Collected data
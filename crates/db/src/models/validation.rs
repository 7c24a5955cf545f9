//! Deterministic reporting of `validator` failures.
//!
//! `ValidationErrors` keeps field errors in a hash map, so the order in which
//! they come back is unspecified. Inputs declare their field order and the
//! first failing field in that order is the one reported to the client.

use bookshelf_core::error::CoreError;
use validator::{Validate, ValidationErrors};

pub trait CheckedInput: Validate {
    /// Validated field names in declaration order.
    const FIELDS: &'static [&'static str];

    /// Run the `validator` rules and collapse any failure into a single
    /// [`CoreError::Validation`] describing the first failing field.
    fn check(&self) -> Result<(), CoreError> {
        self.validate()
            .map_err(|errors| CoreError::Validation(first_violation(&errors, Self::FIELDS)))
    }
}

fn first_violation(errors: &ValidationErrors, fields: &[&str]) -> String {
    let field_errors = errors.field_errors();
    for field in fields {
        let Some(first) = field_errors.get(*field).and_then(|errs| errs.first()) else {
            continue;
        };
        return match &first.message {
            Some(message) => message.to_string(),
            None => format!("{field} is invalid ({})", first.code),
        };
    }
    errors.to_string()
}

#[cfg(test)]
mod tests {
    use super::*;
    use crate::models::book::CreateBook;

    fn valid_book() -> CreateBook {
        CreateBook {
            title: "Dune".into(),
            description: None,
            image_url: None,
            release_year: 2010,
            price: 50_000,
            total_page: 412,
            category_id: None,
        }
    }

    #[test]
    fn valid_input_passes() {
        assert!(valid_book().check().is_ok());
    }

    #[test]
    fn reports_first_field_in_declaration_order() {
        let mut input = valid_book();
        input.title = String::new();
        input.release_year = 1970;
        input.total_page = 0;

        let err = input.check().unwrap_err();
        match err {
            CoreError::Validation(msg) => assert_eq!(msg, "title is required"),
            other => panic!("unexpected error: {other:?}"),
        }
    }

    #[test]
    fn release_year_bounds_are_inclusive() {
        let mut input = valid_book();
        input.release_year = 1980;
        assert!(input.check().is_ok());
        input.release_year = 2024;
        assert!(input.check().is_ok());
        input.release_year = 2025;
        let err = input.check().unwrap_err();
        assert!(err.to_string().contains("release_year must be between 1980 and 2024"));
    }

    #[test]
    fn zero_price_is_allowed_but_negative_is_not() {
        let mut input = valid_book();
        input.price = 0;
        assert!(input.check().is_ok());
        input.price = -1;
        assert!(input.check().is_err());
    }
}
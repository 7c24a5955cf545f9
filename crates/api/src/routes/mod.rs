pub mod books;
pub mod categories;
pub mod health;
pub mod users;

use axum::http::StatusCode;
use axum::middleware::from_fn_with_state;
use axum::response::IntoResponse;
use axum::{Json, Router};

use crate::middleware::auth::require_auth;
use crate::response::ApiResponse;
use crate::state::AppState;

/// Build the `/api` route tree.
///
/// Route hierarchy:
///
/// ```text
/// /users
///     POST /login
///     POST /seed-admin                 (admin bootstrap only)
///     POST /reset-admin-password       (admin bootstrap only)
///
/// /categories                          bearer token required
///     GET, POST /
///     GET, DELETE /{id}
///     GET /{id}/books
///
/// /books                               bearer token required
///     GET, POST /
///     GET, DELETE /{id}
/// ```
pub fn api_routes(state: AppState) -> Router<AppState> {
    let protected = Router::new()
        .nest("/categories", categories::router())
        .nest("/books", books::router())
        .route_layer(from_fn_with_state(state.clone(), require_auth));

    Router::new()
        .nest("/users", users::router(state.config.admin.enabled))
        .merge(protected)
}

/// Envelope answer for any path no route matches.
pub async fn fallback() -> impl IntoResponse {
    (
        StatusCode::NOT_FOUND,
        Json(ApiResponse::error("Route not found", "no route matches this path")),
    )
}
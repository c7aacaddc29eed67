//! Core game logic module for Snake
//!
//! This module contains all the game logic without any I/O or timing
//! dependencies. The bot follows a Hamiltonian cycle and cannot lose; the
//! manual engine carries the rules of the player-steered variant.

pub mod action;
pub mod bot;
pub mod config;
pub mod cycle;
pub mod error;
pub mod grid;
pub mod manual;
pub mod session;
pub mod state;

// Re-export commonly used types
pub use action::{Action, Direction};
pub use bot::{BotController, StepInfo};
pub use config::GameConfig;
pub use cycle::{Cycle, CycleShape};
pub use error::{GameError, Result};
pub use grid::{FreeCells, Grid};
pub use manual::{ManualEngine, ManualState, StepResult};
pub use session::{Session, SessionEvent, SessionState};
pub use state::{BotPhase, Cell, CollisionType, GameState, Snake, Snapshot};
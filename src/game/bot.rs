use std::collections::HashSet;

use log::{debug, info};
use rand::{rngs::StdRng, SeedableRng};

use super::{
    action::Direction,
    config::GameConfig,
    cycle::Cycle,
    error::{GameError, Result},
    state::{Cell, GameState, Snake},
};

/// Information about a bot step
#[derive(Debug, Clone, Copy, PartialEq, Eq, Default)]
pub struct StepInfo {
    /// Whether the snake ate food this step
    pub ate_food: bool,
    /// Whether the board is full after this step
    pub completed: bool,
}

/// Drives the snake around a fixed Hamiltonian cycle until it fills the board.
///
/// The head only ever moves to `cycle.next(head)`, and the body is kept as a
/// contiguous run of the cycle behind it. The cell ahead of the head is then
/// either free or the tail that is about to move, so no collision check is
/// needed.
pub struct BotController {
    config: GameConfig,
    cycle: Cycle,
    rng: StdRng,
}

impl BotController {
    /// Create a controller for the configured grid and tour shape
    pub fn new(config: GameConfig) -> Result<Self> {
        let cycle = Cycle::with_shape(config.cycle_shape, config.rows, config.cols)?;
        let rng = match config.seed {
            Some(seed) => StdRng::seed_from_u64(seed),
            None => StdRng::from_entropy(),
        };

        Ok(Self { config, cycle, rng })
    }

    pub fn cycle(&self) -> &Cycle {
        &self.cycle
    }

    pub fn config(&self) -> &GameConfig {
        &self.config
    }

    /// Start a new game with the configured seed length at the start of the tour
    pub fn reset_default(&mut self) -> Result<GameState> {
        let seed = self.cycle.seed(self.config.initial_snake_length);
        self.reset(self.config.rows, self.config.cols, &seed)
    }

    /// Start a new game on a `rows`×`cols` board with `initial_snake` (head
    /// first). The cycle is rebuilt if the dimensions changed.
    pub fn reset(&mut self, rows: usize, cols: usize, initial_snake: &[Cell]) -> Result<GameState> {
        let rebuilt = if (rows, cols) != (self.cycle.rows(), self.cycle.cols()) {
            Some(Cycle::with_shape(self.config.cycle_shape, rows, cols)?)
        } else {
            None
        };
        let cycle = rebuilt.as_ref().unwrap_or(&self.cycle);
        validate_seed(cycle, initial_snake)?;

        let heading = match initial_snake {
            [head, neck, ..] => Direction::between(*neck, *head),
            [head] => Direction::between(cycle.prev(*head), *head),
            [] => None,
        }
        .unwrap_or(Direction::Down);

        let snake = Snake::from_cells(initial_snake.iter().copied(), heading);
        let mut state = GameState::new(snake, cycle.grid());

        // Nothing below can fail, so the controller only moves to the new grid here
        if let Some(cycle) = rebuilt {
            self.cycle = cycle;
            self.config.rows = rows;
            self.config.cols = cols;
        }
        state.food = Some(self.random_food(&state)?);

        info!(
            "Reset {}x{} board, snake length {}, food at {:?}",
            rows,
            cols,
            state.snake.len(),
            state.food
        );
        Ok(state)
    }

    /// A cell chosen uniformly among those not covered by the snake
    pub fn random_food(&mut self, state: &GameState) -> Result<Cell> {
        state.free.random(&mut self.rng).ok_or(GameError::BoardFull)
    }

    /// Advance one tick along the cycle. No-op once the board is full.
    pub fn step(&mut self, state: &mut GameState) -> StepInfo {
        if state.victory {
            return StepInfo {
                ate_food: false,
                completed: true,
            };
        }

        let new_head = self.cycle.next(state.snake.head());
        let ate_food = state.food == Some(new_head);

        if let Some(tail) = state.snake.advance_to(new_head, ate_food) {
            state.free.vacate(tail);
        }
        state.free.occupy(new_head);
        state.steps += 1;

        if ate_food {
            state.score += 1;
            if state.snake.len() == state.grid.cell_count() {
                state.victory = true;
                state.food = None;
                info!(
                    "Board filled after {} steps, score {}",
                    state.steps, state.score
                );
            } else {
                // The snake cannot cover the board here, so a free cell exists
                state.food = state.free.random(&mut self.rng);
                debug!(
                    "Ate food at {:?}, length {}, next food {:?}",
                    new_head,
                    state.snake.len(),
                    state.food
                );
            }
        }

        StepInfo {
            ate_food,
            completed: state.victory,
        }
    }

    /// Check every structural invariant of `state` against this controller's cycle
    pub fn verify(&self, state: &GameState) -> Result<()> {
        let inconsistent = |reason: String| Err(GameError::Inconsistent(reason));

        if state.grid != self.cycle.grid() {
            return inconsistent(format!(
                "state is on a {}x{} board but the cycle covers {}x{}",
                state.grid.rows,
                state.grid.cols,
                self.cycle.rows(),
                self.cycle.cols()
            ));
        }

        let snake = &state.snake;
        if snake.is_empty() {
            return inconsistent("snake is empty".to_string());
        }
        if snake.len() > self.cycle.len() {
            return inconsistent(format!("snake length {} exceeds board", snake.len()));
        }

        let mut seen = HashSet::with_capacity(snake.len());
        for &cell in snake.iter() {
            if !state.grid.contains(cell) {
                return inconsistent(format!("{:?} is off the board", cell));
            }
            if !seen.insert(cell) {
                return inconsistent(format!("{:?} appears twice in the snake", cell));
            }
        }

        let body: Vec<Cell> = snake.iter().copied().collect();
        for pair in body.windows(2) {
            if self.cycle.next(pair[1]) != pair[0] {
                return inconsistent(format!(
                    "{:?} does not follow {:?} on the cycle",
                    pair[0], pair[1]
                ));
            }
        }

        if !self.free_set_matches(state) {
            return inconsistent("free-cell set out of sync with snake".to_string());
        }

        match state.food {
            Some(food) if snake.contains(food) => {
                inconsistent(format!("food {:?} is under the snake", food))
            }
            Some(_) if state.victory => inconsistent("food present after victory".to_string()),
            None if !state.victory => inconsistent("no food while running".to_string()),
            _ => Ok(()),
        }
    }

    fn free_set_matches(&self, state: &GameState) -> bool {
        let free: HashSet<Cell> = state.free.iter().collect();
        state.free.len() + state.snake.len() == state.grid.cell_count()
            && state.grid.cells().all(|cell| free.contains(&cell) != state.snake.contains(cell))
    }
}

/// A seed must be a non-empty, head-first run of the cycle that leaves room for food
fn validate_seed(cycle: &Cycle, cells: &[Cell]) -> Result<()> {
    let invalid = |reason: String| Err(GameError::InvalidInitialState(reason));

    if cells.is_empty() {
        return invalid("snake is empty".to_string());
    }
    if cells.len() >= cycle.len() {
        return invalid(format!(
            "length {} leaves no free cell on a {}-cell board",
            cells.len(),
            cycle.len()
        ));
    }

    let mut seen = HashSet::with_capacity(cells.len());
    for &cell in cells {
        if !cycle.grid().contains(cell) {
            return invalid(format!("{:?} is off the board", cell));
        }
        if !seen.insert(cell) {
            return invalid(format!("{:?} appears twice", cell));
        }
    }

    for pair in cells.windows(2) {
        if cycle.next(pair[1]) != pair[0] {
            return invalid(format!(
                "{:?} is not the cycle successor of {:?}",
                pair[0], pair[1]
            ));
        }
    }

    Ok(())
}

#[cfg(test)]
mod tests {
    use super::*;
    use crate::game::cycle::CycleShape;

    fn controller(rows: usize, cols: usize, seed: u64) -> BotController {
        BotController::new(GameConfig::new(rows, cols).with_seed(seed)).unwrap()
    }

    #[test]
    fn test_reset() {
        let mut bot = controller(10, 10, 1);
        let state = bot.reset_default().unwrap();

        assert_eq!(state.score(), 0);
        assert_eq!(state.steps(), 0);
        assert_eq!(state.snake().len(), 3);
        assert_eq!(state.snake().head(), Cell::new(0, 2));
        assert_eq!(state.snake().direction, Direction::Down);
        assert!(!state.victory());
        assert!(!state.game_over());
        assert!(bot.verify(&state).is_ok());
    }

    #[test]
    fn test_reset_rejects_tail_first_seed() {
        let mut bot = controller(10, 10, 1);
        let seed = [Cell::new(0, 0), Cell::new(0, 1), Cell::new(0, 2)];
        assert!(matches!(
            bot.reset(10, 10, &seed),
            Err(GameError::InvalidInitialState(_))
        ));
    }

    #[test]
    fn test_reset_rejects_bad_seeds() {
        let mut bot = controller(4, 4, 1);
        let bad: [&[Cell]; 4] = [
            &[],
            &[Cell::new(0, 1), Cell::new(0, 1)],
            &[Cell::new(0, 4)],
            &[Cell::new(0, 2), Cell::new(0, 0)],
        ];
        for seed in bad {
            assert!(
                matches!(bot.reset(4, 4, seed), Err(GameError::InvalidInitialState(_))),
                "accepted {seed:?}"
            );
        }

        let full = bot.cycle().seed(16);
        assert!(matches!(
            bot.reset(4, 4, &full),
            Err(GameError::InvalidInitialState(_))
        ));
    }

    #[test]
    fn test_reset_rebuilds_cycle_for_new_grid() {
        let mut bot = controller(4, 4, 1);
        let seed = [Cell::new(0, 1), Cell::new(0, 0)];
        let state = bot.reset(6, 8, &seed).unwrap();

        assert_eq!(bot.cycle().len(), 48);
        assert_eq!(state.grid().cell_count(), 48);
        assert!(matches!(
            bot.reset(5, 5, &seed),
            Err(GameError::InvalidGrid { .. })
        ));
    }

    #[test]
    fn test_failed_reset_keeps_current_grid() {
        let mut bot = controller(10, 10, 1);
        let mut state = bot.reset_default().unwrap();
        for _ in 0..30 {
            bot.step(&mut state);
        }

        // Tail-first seed on a new 4x4 board
        let bad = [Cell::new(0, 0), Cell::new(0, 1)];
        assert!(matches!(
            bot.reset(4, 4, &bad),
            Err(GameError::InvalidInitialState(_))
        ));
        assert_eq!((bot.cycle().rows(), bot.cycle().cols()), (10, 10));
        assert_eq!((bot.config().rows, bot.config().cols), (10, 10));

        for _ in 0..30 {
            bot.step(&mut state);
            assert!(bot.verify(&state).is_ok());
        }
    }

    #[test]
    fn test_verify_rejects_state_from_other_grid() {
        let mut small = controller(4, 4, 1);
        let state = small.reset_default().unwrap();
        let large = controller(10, 10, 1);

        assert!(matches!(
            large.verify(&state),
            Err(GameError::Inconsistent(_))
        ));
    }

    #[test]
    fn test_step_counter_passes_u32_range() {
        let mut bot = controller(10, 10, 1);
        let mut state = bot.reset_default().unwrap();
        state.steps = u64::from(u32::MAX);

        bot.step(&mut state);

        assert_eq!(state.steps(), u64::from(u32::MAX) + 1);
        assert_eq!(state.snapshot().steps, u64::from(u32::MAX) + 1);
    }

    #[test]
    fn test_step_follows_cycle() {
        let mut bot = controller(4, 4, 9);
        let mut state = bot.reset_default().unwrap();

        for _ in 0..20 {
            let head = state.snake().head();
            let len = state.snake().len();
            let info = bot.step(&mut state);

            assert_eq!(state.snake().head(), bot.cycle().next(head));
            if info.ate_food {
                assert_eq!(state.snake().len(), len + 1);
            } else {
                assert_eq!(state.snake().len(), len);
            }
            if info.completed {
                break;
            }
        }
    }

    #[test]
    fn test_food_directly_ahead_is_eaten() {
        let mut bot = controller(4, 4, 3);
        let mut state = bot.reset_default().unwrap();
        let ahead = bot.cycle().next(state.snake().head());
        state.food = Some(ahead);

        let info = bot.step(&mut state);

        assert!(info.ate_food);
        assert_eq!(state.score(), 1);
        assert_eq!(state.snake().len(), 4);
        assert_ne!(state.food(), Some(ahead));
        assert!(bot.verify(&state).is_ok());
    }

    #[test]
    fn test_last_free_cell_gets_the_food() {
        let mut bot = controller(2, 2, 5);
        let seed = bot.cycle().seed(3);
        let state = bot.reset(2, 2, &seed).unwrap();
        let last = bot.cycle().order()[3];

        assert_eq!(state.food(), Some(last));
        for _ in 0..5 {
            assert_eq!(bot.random_food(&state).unwrap(), last);
        }
    }

    #[test]
    fn test_completion_is_terminal() {
        let mut bot = controller(2, 2, 5);
        let seed = bot.cycle().seed(3);
        let mut state = bot.reset(2, 2, &seed).unwrap();

        let info = bot.step(&mut state);
        assert!(info.ate_food);
        assert!(info.completed);
        assert!(state.victory());
        assert_eq!(state.food(), None);
        assert_eq!(state.free_cells(), 0);
        assert!(matches!(bot.random_food(&state), Err(GameError::BoardFull)));

        let frozen = state.clone();
        let info = bot.step(&mut state);
        assert!(info.completed);
        assert!(!info.ate_food);
        assert_eq!(state, frozen);
    }

    #[test]
    fn test_serpentine_shape_also_completes() {
        let config = GameConfig {
            cycle_shape: CycleShape::Serpentine,
            ..GameConfig::new(4, 6).with_seed(11)
        };
        let mut bot = BotController::new(config).unwrap();
        let mut state = bot.reset_default().unwrap();

        for _ in 0..24 * 24 {
            bot.step(&mut state);
            assert!(bot.verify(&state).is_ok());
        }
        assert!(state.victory());
        assert_eq!(state.snake().len(), 24);
    }

    #[test]
    fn test_seeded_runs_repeat() {
        let run = |seed| {
            let mut bot = controller(6, 6, seed);
            let mut state = bot.reset_default().unwrap();
            for _ in 0..50 {
                bot.step(&mut state);
            }
            state.snapshot()
        };
        assert_eq!(run(21), run(21));
    }
}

» **Task brief**
Gather from the records above every line containing the string "next".

» **Answer section**
/// The head only ever moves to `cycle.next(head)`, and the body is kept as a
        let new_head = self.cycle.next(state.snake.head());
                    "Ate food at {:?}, length {}, next food {:?}",
            if self.cycle.next(pair[1]) != pair[0] {
        if cycle.next(pair[1]) != pair[0] {
            assert_eq!(state.snake().head(), bot.cycle().next(head));
        let ahead = bot.cycle().next(state.snake().head());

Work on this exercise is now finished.